Validation and comparison of 28 risk prediction models for coronary artery disease

Aims Risk prediction models (RPMs) for coronary artery disease (CAD), using variables to calculate CAD risk, are potentially valuable tools in prevention strategies. However, their use in the clinical practice is limited by a lack of poor model description, external validation, and head-to-head comparisons. Methods and results CAD RPMs were identified through Tufts PACE CPM Registry and a systematic PubMed search. Every RPM was externally validated in the three cohorts (the UK Biobank, LifeLines, and PREVEND studies) for the primary endpoint myocardial infarction (MI) and secondary endpoint CAD, consisting of MI, percutaneous coronary intervention, and coronary artery bypass grafting. Model discrimination (C-index), calibration (intercept and regression slope), and accuracy (Brier score) were assessed and compared head-to-head between RPMs. Linear regression analysis was performed to evaluate predictive factors to estimate calibration ability of an RPM. Eleven articles containing 28 CAD RPMs were included. No single best-performing RPM could be identified across all cohorts and outcomes.
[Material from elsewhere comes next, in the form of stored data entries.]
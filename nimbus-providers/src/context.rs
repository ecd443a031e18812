use std::future::Future;
use std::time::Duration;

use tokio::time::Instant;
use tokio_util::sync::CancellationToken;

use crate::error::{BackendError, BackendResult};

/// Cancellation token plus deadline carried by every adapter call.
///
/// Dropping the wrapped future on cancellation drops the in-flight I/O with
/// it (child processes are spawned with `kill_on_drop`, sockets are closed),
/// so cancellation reaches the external daemon.
#[derive(Debug, Clone)]
pub struct CallContext {
    token: CancellationToken,
    deadline: Instant,
}

impl CallContext {
    pub fn new(token: CancellationToken, timeout: Duration) -> Self {
        Self {
            token,
            deadline: Instant::now() + timeout,
        }
    }

    /// Fresh, uncancelled context. Handy in tests and one-shot startup checks.
    pub fn with_timeout(timeout: Duration) -> Self {
        Self::new(CancellationToken::new(), timeout)
    }

    /// Child context: cancelled with the parent, deadline never later than the parent's.
    pub fn child(&self, timeout: Duration) -> Self {
        let deadline = (Instant::now() + timeout).min(self.deadline);
        Self {
            token: self.token.child_token(),
            deadline,
        }
    }

    pub fn token(&self) -> &CancellationToken {
        &self.token
    }

    pub fn deadline(&self) -> Instant {
        self.deadline
    }

    pub fn remaining(&self) -> Duration {
        self.deadline.saturating_duration_since(Instant::now())
    }

    pub fn is_cancelled(&self) -> bool {
        self.token.is_cancelled()
    }

    /// Runs `fut` until it completes, the token is cancelled or the deadline passes.
    pub async fn run<T, F>(&self, fut: F) -> BackendResult<T>
    where
        F: Future<Output = BackendResult<T>>,
    {
        tokio::select! {
            biased;
            _ = self.token.cancelled() => Err(BackendError::Cancelled),
            res = tokio::time::timeout_at(self.deadline, fut) => match res {
                Ok(inner) => inner,
                Err(_) => Err(BackendError::DeadlineExceeded),
            },
        }
    }

    /// Sleeps for `d`, or fails early if the deadline would pass first.
    pub async fn sleep(&self, d: Duration) -> BackendResult<()> {
        let wake = Instant::now() + d;
        if wake > self.deadline {
            tokio::select! {
                _ = self.token.cancelled() => Err(BackendError::Cancelled),
                _ = tokio::time::sleep_until(self.deadline) => Err(BackendError::DeadlineExceeded),
            }
        } else {
            tokio::select! {
                _ = self.token.cancelled() => Err(BackendError::Cancelled),
                _ = tokio::time::sleep_until(wake) => Ok(()),
            }
        }
    }
}

#[cfg(test)]
mod tests {
    use super::*;

    #[tokio::test(start_paused = true)]
    async fn deadline_surfaces_as_error() {
        let ctx = CallContext::with_timeout(Duration::from_millis(50));
        let res: BackendResult<()> = ctx
            .run(async {
                tokio::time::sleep(Duration::from_secs(5)).await;
                Ok(())
            })
            .await;
        assert_eq!(res, Err(BackendError::DeadlineExceeded));
    }

    #[tokio::test]
    async fn cancellation_wins() {
        let token = CancellationToken::new();
        let ctx = CallContext::new(token.clone(), Duration::from_secs(60));
        token.cancel();
        let res = ctx.run(std::future::pending::<BackendResult<()>>()).await;
        assert_eq!(res, Err(BackendError::Cancelled));
        assert!(ctx.child(Duration::from_secs(1)).is_cancelled());
    }

    #[tokio::test(start_paused = true)]
    async fn child_deadline_is_capped() {
        let parent = CallContext::with_timeout(Duration::from_secs(1));
        let child = parent.child(Duration::from_secs(30));
        assert!(child.deadline() <= parent.deadline());
        assert_eq!(child.sleep(Duration::from_secs(2)).await, Err(BackendError::DeadlineExceeded));
    }
}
Most RPMs yielded fair discrimination ability: mean C-index of RPMs was 0.706 ± 0.049, 0.778 ± 0.097, and 0.729 ± 0.074 (P < 0.01) for prediction of MI in UK Biobank, LifeLines, and PREVEND, respectively. Endpoint incidence in the original development cohorts was identified as a significant predictor for external validation performance. Conclusion Performance of CAD RPMs was comparable upon validation in three large cohorts, based on which no specific RPM can be recommended for predicting CAD risk.